Supplied material section start

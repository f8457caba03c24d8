use std::fmt;

use chrono::{DateTime, Utc};
use serde::{Deserialize, Deserializer, Serialize};
use sha2::{Digest, Sha256};

use crate::labels::{Actor, Dimension, LabelSet, Pattern, RiskLevel, Sentiment, Topic};

// =============================================================================
// Platform
// =============================================================================

#[derive(Debug, Clone, PartialEq, Eq, Hash)]
pub enum Platform {
    Weibo,
    Zhihu,
    Xiaohongshu,
    Other(String),
}

impl Platform {
    pub fn parse(raw: &str) -> Self {
        match raw.trim().to_lowercase().as_str() {
            "weibo" | "wb" => Platform::Weibo,
            "zhihu" => Platform::Zhihu,
            "xiaohongshu" | "xhs" => Platform::Xiaohongshu,
            other => Platform::Other(other.to_string()),
        }
    }

    /// Platform for a raw-data subdirectory such as `data/raw/xhs`.
    pub fn from_dir_name(name: &str) -> Self {
        Platform::parse(name)
    }

    pub fn as_str(&self) -> &str {
        match self {
            Platform::Weibo => "weibo",
            Platform::Zhihu => "zhihu",
            Platform::Xiaohongshu => "xiaohongshu",
            Platform::Other(name) => name,
        }
    }
}

impl fmt::Display for Platform {
    fn fmt(&self, f: &mut fmt::Formatter<'_>) -> fmt::Result {
        f.write_str(self.as_str())
    }
}

impl Serialize for Platform {
    fn serialize<S: serde::Serializer>(&self, serializer: S) -> Result<S::Ok, S::Error> {
        serializer.serialize_str(self.as_str())
    }
}

impl<'de> Deserialize<'de> for Platform {
    fn deserialize<D: Deserializer<'de>>(deserializer: D) -> Result<Self, D::Error> {
        let raw = String::deserialize(deserializer)?;
        Ok(Platform::parse(&raw))
    }
}

// =============================================================================
// Raw crawler output
// =============================================================================

/// One item from a crawler dump. Crawlers disagree on field names, so the
/// object is kept as-is and read through accessors.
#[derive(Debug, Clone, Default, PartialEq, Serialize, Deserialize)]
#[serde(transparent)]
pub struct RawPost(pub serde_json::Map<String, serde_json::Value>);

impl RawPost {
    /// First non-empty of `content`, `text`, `desc`, `title`, trimmed.
    pub fn content(&self) -> &str {
        self.first_str(&["content", "text", "desc", "title"])
    }

    pub fn keywords(&self) -> String {
        match self.first_value(&["keyword", "tag_list", "source_keyword"]) {
            Some(serde_json::Value::Array(items)) => items
                .iter()
                .filter_map(|v| v.as_str())
                .collect::<Vec<_>>()
                .join(","),
            Some(serde_json::Value::String(s)) => s.trim().to_string(),
            _ => String::new(),
        }
    }

    pub fn source_url(&self) -> &str {
        self.first_str(&["source_url", "note_url", "url"])
    }

    pub fn crawl_time(&self) -> String {
        match self.first_value(&["crawl_time", "time"]) {
            Some(serde_json::Value::String(s)) => s.trim().to_string(),
            Some(serde_json::Value::Number(n)) => n.to_string(),
            _ => String::new(),
        }
    }

    /// The item's own `platform` field, if it carries one.
    pub fn platform(&self) -> Option<Platform> {
        let raw = self.first_str(&["platform"]);
        (!raw.is_empty()).then(|| Platform::parse(raw))
    }

    fn first_value(&self, keys: &[&str]) -> Option<&serde_json::Value> {
        keys.iter().filter_map(|k| self.0.get(*k)).find(|v| match v {
            serde_json::Value::String(s) => !s.trim().is_empty(),
            serde_json::Value::Array(items) => !items.is_empty(),
            serde_json::Value::Null => false,
            _ => true,
        })
    }

    fn first_str(&self, keys: &[&str]) -> &str {
        keys.iter()
            .filter_map(|k| self.0.get(*k).and_then(|v| v.as_str()))
            .map(str::trim)
            .find(|s| !s.is_empty())
            .unwrap_or("")
    }
}

/// SHA-256 hex digest of the text, used as the dedup key.
pub fn content_hash(content: &str) -> String {
    hex::encode(Sha256::digest(content.as_bytes()))
}

// =============================================================================
// Clean opinions
// =============================================================================

#[derive(Debug, Clone, PartialEq, Serialize, Deserialize)]
pub struct CleanOpinion {
    pub content: String,
    pub platform: Platform,
    #[serde(default)]
    pub keywords: String,
    #[serde(default)]
    pub source_url: String,
    #[serde(default)]
    pub crawl_time: String,
    #[serde(default)]
    pub content_hash: String,
}

/// `{ "total": n, "data": [...] }` as written by the clean step.
#[derive(Debug, Clone, Default, Serialize, Deserialize)]
pub struct CleanFile {
    pub total: usize,
    pub data: Vec<CleanOpinion>,
}

impl CleanFile {
    pub fn new(data: Vec<CleanOpinion>) -> Self {
        Self {
            total: data.len(),
            data,
        }
    }
}

// =============================================================================
// LLM analysis
// =============================================================================

/// One opinion labeled on the five dimensions.
///
/// Every field is optional on the wire; confidences are clamped to `[0, 1]`
/// and read from numbers or numeric strings.
#[derive(Debug, Clone, Default, PartialEq, Serialize, Deserialize)]
pub struct OpinionAnalysis {
    #[serde(default)]
    pub sentiment: LabelSet<Sentiment>,
    #[serde(default, deserialize_with = "lenient_confidence")]
    pub sentiment_confidence: f64,
    #[serde(default)]
    pub topic: LabelSet<Topic>,
    #[serde(default, deserialize_with = "lenient_confidence")]
    pub topic_confidence: f64,
    #[serde(default)]
    pub pattern: LabelSet<Pattern>,
    #[serde(default, deserialize_with = "lenient_confidence")]
    pub pattern_confidence: f64,
    #[serde(default)]
    pub risk_level: LabelSet<RiskLevel>,
    #[serde(default, deserialize_with = "lenient_confidence")]
    pub risk_confidence: f64,
    #[serde(default)]
    pub actor: LabelSet<Actor>,
    #[serde(default, deserialize_with = "lenient_confidence")]
    pub actor_confidence: f64,
    #[serde(default, deserialize_with = "lenient_string")]
    pub key_phrase: String,
    #[serde(default, deserialize_with = "lenient_string")]
    pub brief_summary: String,
    #[serde(default)]
    pub source_text: String,
    #[serde(default)]
    pub index: usize,
}

impl OpinionAnalysis {
    /// Raw label on a dimension, composite labels kept joined.
    pub fn label(&self, dim: Dimension) -> String {
        match dim {
            Dimension::Sentiment => self.sentiment.raw(),
            Dimension::Topic => self.topic.raw(),
            Dimension::Pattern => self.pattern.raw(),
            Dimension::Risk => self.risk_level.raw(),
            Dimension::Actor => self.actor.raw(),
        }
    }

    /// Individual labels on a dimension, composite labels split.
    pub fn components(&self, dim: Dimension) -> Vec<String> {
        fn names<T: crate::labels::Label>(set: &LabelSet<T>) -> Vec<String> {
            if set.is_empty() {
                return vec!["unknown".to_string()];
            }
            set.split().iter().map(|l| l.as_str().to_string()).collect()
        }
        match dim {
            Dimension::Sentiment => names(&self.sentiment),
            Dimension::Topic => names(&self.topic),
            Dimension::Pattern => names(&self.pattern),
            Dimension::Risk => names(&self.risk_level),
            Dimension::Actor => names(&self.actor),
        }
    }

    pub fn confidence(&self, dim: Dimension) -> f64 {
        match dim {
            Dimension::Sentiment => self.sentiment_confidence,
            Dimension::Topic => self.topic_confidence,
            Dimension::Pattern => self.pattern_confidence,
            Dimension::Risk => self.risk_confidence,
            Dimension::Actor => self.actor_confidence,
        }
    }

    /// Exactly one risk label, and it is critical or high.
    pub fn is_high_risk(&self) -> bool {
        self.risk_level.as_single().is_some_and(RiskLevel::is_high)
    }

    /// Mean of the five confidences.
    pub fn mean_confidence(&self) -> f64 {
        Dimension::ALL
            .iter()
            .map(|d| self.confidence(*d))
            .sum::<f64>()
            / Dimension::ALL.len() as f64
    }

    /// Clamp every confidence into `[0, 1]`; NaN becomes 0.
    pub fn clamp_confidences(&mut self) {
        for conf in [
            &mut self.sentiment_confidence,
            &mut self.topic_confidence,
            &mut self.pattern_confidence,
            &mut self.risk_confidence,
            &mut self.actor_confidence,
        ] {
            *conf = clamp_unit(*conf);
        }
    }
}

fn clamp_unit(value: f64) -> f64 {
    if value.is_nan() {
        0.0
    } else {
        value.clamp(0.0, 1.0)
    }
}

fn lenient_confidence<'de, D: Deserializer<'de>>(deserializer: D) -> Result<f64, D::Error> {
    let value = serde_json::Value::deserialize(deserializer)?;
    let parsed = match value {
        serde_json::Value::Number(n) => n.as_f64().unwrap_or(0.0),
        serde_json::Value::String(s) => {
            let s = s.trim();
            match s.strip_suffix('%') {
                Some(pct) => pct.trim().parse::<f64>().map(|v| v / 100.0).unwrap_or(0.0),
                None => s.parse().unwrap_or(0.0),
            }
        }
        _ => 0.0,
    };
    Ok(clamp_unit(parsed))
}

fn lenient_string<'de, D: Deserializer<'de>>(deserializer: D) -> Result<String, D::Error> {
    let value = serde_json::Value::deserialize(deserializer)?;
    Ok(match value {
        serde_json::Value::String(s) => s,
        serde_json::Value::Null => String::new(),
        serde_json::Value::Array(items) => items
            .iter()
            .filter_map(|v| v.as_str())
            .collect::<Vec<_>>()
            .join("，"),
        other => other.to_string(),
    })
}

// =============================================================================
// Analysis results file
// =============================================================================

/// RFC 3339, or a naive `YYYY-MM-DDTHH:MM:SS[.f]` taken as UTC. Anything else is dropped.
fn lenient_time<'de, D: Deserializer<'de>>(
    deserializer: D,
) -> Result<Option<DateTime<Utc>>, D::Error> {
    let raw = Option::<String>::deserialize(deserializer)?;
    Ok(raw.and_then(|s| {
        DateTime::parse_from_rfc3339(&s)
            .map(|t| t.with_timezone(&Utc))
            .ok()
            .or_else(|| {
                chrono::NaiveDateTime::parse_from_str(&s, "%Y-%m-%dT%H:%M:%S%.f")
                    .ok()
                    .map(|t| t.and_utc())
            })
    }))
}

#[derive(Debug, Clone, Default, PartialEq, Serialize, Deserialize)]
pub struct AnalysisMetadata {
    #[serde(default, alias = "total_records")]
    pub total: usize,
    #[serde(default)]
    pub model: String,
    #[serde(default)]
    pub run_id: String,
    #[serde(default, deserialize_with = "lenient_time")]
    pub last_updated: Option<DateTime<Utc>>,
    /// Percentage of attempted opinions that were labeled.
    #[serde(default)]
    pub success_rate: Option<f64>,
    #[serde(default)]
    pub failed: usize,
}

#[derive(Debug, Clone, Default, PartialEq, Serialize)]
pub struct AnalysisFile {
    pub metadata: AnalysisMetadata,
    pub data: Vec<OpinionAnalysis>,
}

impl AnalysisFile {
    pub fn new(metadata: AnalysisMetadata, data: Vec<OpinionAnalysis>) -> Self {
        let mut file = Self { metadata, data };
        file.metadata.total = file.data.len();
        file
    }

    /// Accepts a bare list, the flat `{total, model, data}` envelope, or
    /// `{metadata, data}`.
    pub fn from_value(value: serde_json::Value) -> serde_json::Result<Self> {
        use serde_json::Value;

        let (metadata, data) = match value {
            Value::Array(_) => (AnalysisMetadata::default(), value),
            Value::Object(mut map) => {
                let data = map.remove("data").unwrap_or(Value::Array(Vec::new()));
                let metadata = match map.remove("metadata") {
                    Some(meta @ Value::Object(_)) => serde_json::from_value(meta)?,
                    _ => {
                        // Flat envelope; older files wrote success_rate as "93.5%".
                        if let Some(Value::String(rate)) = map.get("success_rate").cloned() {
                            let parsed = rate.trim_end_matches('%').trim().parse::<f64>().ok();
                            map.insert(
                                "success_rate".into(),
                                parsed.map(Value::from).unwrap_or(Value::Null),
                            );
                        }
                        serde_json::from_value(Value::Object(map))?
                    }
                };
                (metadata, data)
            }
            _ => (AnalysisMetadata::default(), Value::Array(Vec::new())),
        };

        let data: Vec<OpinionAnalysis> = serde_json::from_value(data)?;
        Ok(Self::new(metadata, data))
    }
}

impl<'de> Deserialize<'de> for AnalysisFile {
    fn deserialize<D: Deserializer<'de>>(deserializer: D) -> Result<Self, D::Error> {
        let value = serde_json::Value::deserialize(deserializer)?;
        AnalysisFile::from_value(value).map_err(serde::de::Error::custom)
    }
}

Supplied material section end

* _Task to complete_
Where a line of the entries contains "items", report that line.

* _Answer for this exercise_
            Some(serde_json::Value::Array(items)) => items
            serde_json::Value::Array(items) => !items.is_empty(),
        serde_json::Value::Array(items) => items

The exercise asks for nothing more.